The answer is the complete listing below, written out again exactly.

• EXTRACTED DATA:
--- START ---
//! Error types for [`Array3D`](crate::Array3D).

use crate::dims::Axis;

/// Error type for every fallible operation on an [`Array3D`](crate::Array3D).
///
/// A failed operation never mutates the array.
#[derive(Debug, Clone, PartialEq, Eq, thiserror::Error)]
pub enum Array3DError {
    /// A coordinate is outside the `[0, bound)` interval of its axis.
    #[error("index {index} is out of range for {axis} with length {bound}")]
    OutOfRange {
        /// The axis the coordinate belongs to
        axis:  Axis,
        /// The offending coordinate
        index: usize,
        /// The length of the axis
        bound: usize,
    },
    /// A slice or buffer given as input does not have the shape required by
    /// the operation.
    #[error("expected input of shape {expected:?}, got {found:?}")]
    ShapeMismatch {
        /// The shape the operation requires
        expected: Vec<usize>,
        /// The shape of the input
        found:    Vec<usize>,
    },
    /// The dimensions given at construction are not valid. See
    /// [`DimensionError`].
    #[error("invalid dimensions: {0}")]
    InvalidDimension(#[from] DimensionError),
}

/// The reason a set of dimensions was rejected.
#[derive(Debug, Clone, Copy, PartialEq, Eq, thiserror::Error)]
pub enum DimensionError {
    /// A dimension is negative.
    #[error("{axis} has negative length {value}")]
    Negative {
        /// The axis with the negative length
        axis:  Axis,
        /// The length given
        value: i64,
    },
    /// The dimension does not fit in a `usize`.
    #[error("{axis} has length {value} which does not fit in a usize")]
    TooLarge {
        /// The axis with the oversized length
        axis:  Axis,
        /// The length given
        value: i64,
    },
    /// `d0 * d1 * d2` overflows a `usize`.
    #[error("{d0}x{d1}x{d2} elements overflow a usize")]
    Overflow {
        /// Length of axis 0
        d0: usize,
        /// Length of axis 1
        d1: usize,
        /// Length of axis 2
        d2: usize,
    },
}

/// Result type for [`Array3D`](crate::Array3D) operations.
pub type Result<T> = std::result::Result<T, Array3DError>;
--- END ---
• ANSWER SECTION:
//! Error types for [`Array3D`](crate::Array3D).

use crate::dims::Axis;

/// Error type for every fallible operation on an [`Array3D`](crate::Array3D).
///
/// A failed operation never mutates the array.
#[derive(Debug, Clone, PartialEq, Eq, thiserror::Error)]
pub enum Array3DError {
    /// A coordinate is outside the `[0, bound)` interval of its axis.
    #[error("index {index} is out of range for {axis} with length {bound}")]
    OutOfRange {
        /// The axis the coordinate belongs to
        axis:  Axis,
        /// The offending coordinate
        index: usize,
        /// The length of the axis
        bound: usize,
    },
    /// A slice or buffer given as input does not have the shape required by
    /// the operation.
    #[error("expected input of shape {expected:?}, got {found:?}")]
    ShapeMismatch {
        /// The shape the operation requires
        expected: Vec<usize>,
        /// The shape of the input
        found:    Vec<usize>,
    },
    /// The dimensions given at construction are not valid. See
    /// [`DimensionError`].
    #[error("invalid dimensions: {0}")]
    InvalidDimension(#[from] DimensionError),
}

/// The reason a set of dimensions was rejected.
#[derive(Debug, Clone, Copy, PartialEq, Eq, thiserror::Error)]
pub enum DimensionError {
    /// A dimension is negative.
    #[error("{axis} has negative length {value}")]
    Negative {
        /// The axis with the negative length
        axis:  Axis,
        /// The length given
        value: i64,
    },
    /// The dimension does not fit in a `usize`.
    #[error("{axis} has length {value} which does not fit in a usize")]
    TooLarge {
        /// The axis with the oversized length
        axis:  Axis,
        /// The length given
        value: i64,
    },
    /// `d0 * d1 * d2` overflows a `usize`.
    #[error("{d0}x{d1}x{d2} elements overflow a usize")]
    Overflow {
        /// Length of axis 0
        d0: usize,
        /// Length of axis 1
        d1: usize,
        /// Length of axis 2
        d2: usize,
    },
}

/// Result type for [`Array3D`](crate::Array3D) operations.
pub type Result<T> = std::result::Result<T, Array3DError>;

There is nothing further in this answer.